+++ Task input

use crate::error::{HeliosError, Result};
use tracing::Level;

/// Parse log level string to tracing Level
pub fn parse_log_level(level_str: &str) -> Result<Level> {
    match level_str.to_uppercase().as_str() {
        "TRACE" => Ok(Level::TRACE),
        "DEBUG" => Ok(Level::DEBUG),
        "INFO" => Ok(Level::INFO),
        "WARN" | "WARNING" => Ok(Level::WARN),
        "ERROR" => Ok(Level::ERROR),
        _ => Err(HeliosError::config(format!(
            "Invalid log level: {}",
            level_str
        ))),
    }
}

const fn level_rank(level: Level) -> u8 {
    match level {
        Level::TRACE => 0,
        Level::DEBUG => 1,
        Level::INFO => 2,
        Level::WARN => 3,
        Level::ERROR => 4,
    }
}

/// The more verbose of two levels
pub fn min_level(a: Level, b: Level) -> Level {
    if level_rank(a) <= level_rank(b) { a } else { b }
}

++++++

## Your objective:
Starting at the line that contains "use tracing::Level;", write out every line through the end of the entries, exactly and with nothing added.

## Response:
use tracing::Level;

/// Parse log level string to tracing Level
pub fn parse_log_level(level_str: &str) -> Result<Level> {
    match level_str.to_uppercase().as_str() {
        "TRACE" => Ok(Level::TRACE),
        "DEBUG" => Ok(Level::DEBUG),
        "INFO" => Ok(Level::INFO),
        "WARN" | "WARNING" => Ok(Level::WARN),
        "ERROR" => Ok(Level::ERROR),
        _ => Err(HeliosError::config(format!(
            "Invalid log level: {}",
            level_str
        ))),
    }
}

const fn level_rank(level: Level) -> u8 {
    match level {
        Level::TRACE => 0,
        Level::DEBUG => 1,
        Level::INFO => 2,
        Level::WARN => 3,
        Level::ERROR => 4,
    }
}

/// The more verbose of two levels
pub fn min_level(a: Level, b: Level) -> Level {
    if level_rank(a) <= level_rank(b) { a } else { b }
}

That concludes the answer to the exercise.